A Third of U.S. Diplomats Eyeing the Exits? An FSO Responds

 

Below is a piece by Zed Tarar, a career member of the U.S. Foreign Service currently serving in London. This was published on Medium with the following Disclaimer: “Zed Tarar is a career U.S. diplomat. The views expressed here are his own and do not reflect those of his employer or the U.S. government.”
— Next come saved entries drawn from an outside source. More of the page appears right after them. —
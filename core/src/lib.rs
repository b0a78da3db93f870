//! # GraphScribe Core
//!
//! Core types, traits and the extraction pipeline for the GraphScribe
//! knowledge-graph worker. Adapters implement [`traits::GraphApi`] against a
//! concrete graph service; connectors implement [`traits::LlmClient`]
//! against a concrete model provider; the pipeline ties them together for
//! one job at a time.

pub mod check_create;
pub mod errors;
pub mod normalize;
pub mod ops;
pub mod pipeline;
pub mod prompt;
pub mod quotes;
pub mod traits;
pub mod types;
pub mod updates;

// Re-export commonly used types and traits
pub use check_create::{CheckCreateConfig, CheckCreateEngine};
pub use errors::{GraphError, LlmError, ParseError, WorkerError};
pub use pipeline::{ExtractionPipeline, JobOutcome, JobStats, PipelineConfig};
pub use traits::{GraphApi, LlmClient, LlmResponse};
pub use types::{
    AdditiveUpdate, CheckCreateResult, CollectionId, CreateEntity, Direction, Entity,
    EntityContext, EntitySpec, LookupHit, NewEntity, Relationship, RelationshipAdd, SourceRef,
};

/// Prelude module for convenient imports
pub mod prelude {
    pub use crate::check_create::*;
    pub use crate::errors::*;
    pub use crate::normalize::normalize_label;
    pub use crate::ops::*;
    pub use crate::pipeline::*;
    pub use crate::quotes::extract_quote;
    pub use crate::traits::*;
    pub use crate::types::*;
    pub use async_trait::async_trait;
    pub use chrono::{DateTime, Utc};
}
Excerpt below from Analysis | A third of U.S. diplomats are eyeing the exits:
….While the headaches of finding fulfilling postings with progressively greater responsibility are well understood and documented, the knock-on effects are less discussed. When employees feel that rewards are unlinked to performance and recognition processes lack fairness and transparency, they leave, according to research. Here again the Viewpoint Survey paints a striking picture, stretching back to at least 2010 and remaining consistent: only two in five State employees believe promotions are based on merit. Such a staggering loss of confidence in the most basic talent management principle should give senior leaders pause. Yet, the diplomatic service maintains the same promotion and assignment system designed in the early 1980s, save for a few cosmetic changes and a move to managing paperwork on the cloud. Career diplomats will be quick to clarify that the issue is fairness and transparency. Knowing a better-suited colleague is headed to the job you wanted in Senegal is welcome; what “crushes morale” is the apparent randomness of postings and seeing poor performers given increasing responsibility and high-profile assignments.
[…]
If the 2,800 survey respondents in the retention study are to be believed, we may finally have a measurable negative consequence. Should up to a third of serving diplomats leave public service in the next few years, it may finally spur senior leadership within State to implement the organizational reforms needed. As it stands, the study’s findings seems to be attracting little attention from the top echelons of the department: a recent piece in Politico notes, “a senior State Department official responded that frustrations about promotions notwithstanding, only about 3 percent of these officials actually end up leaving the department annually.” In other words: how bad can it really be if people are choosing to stay?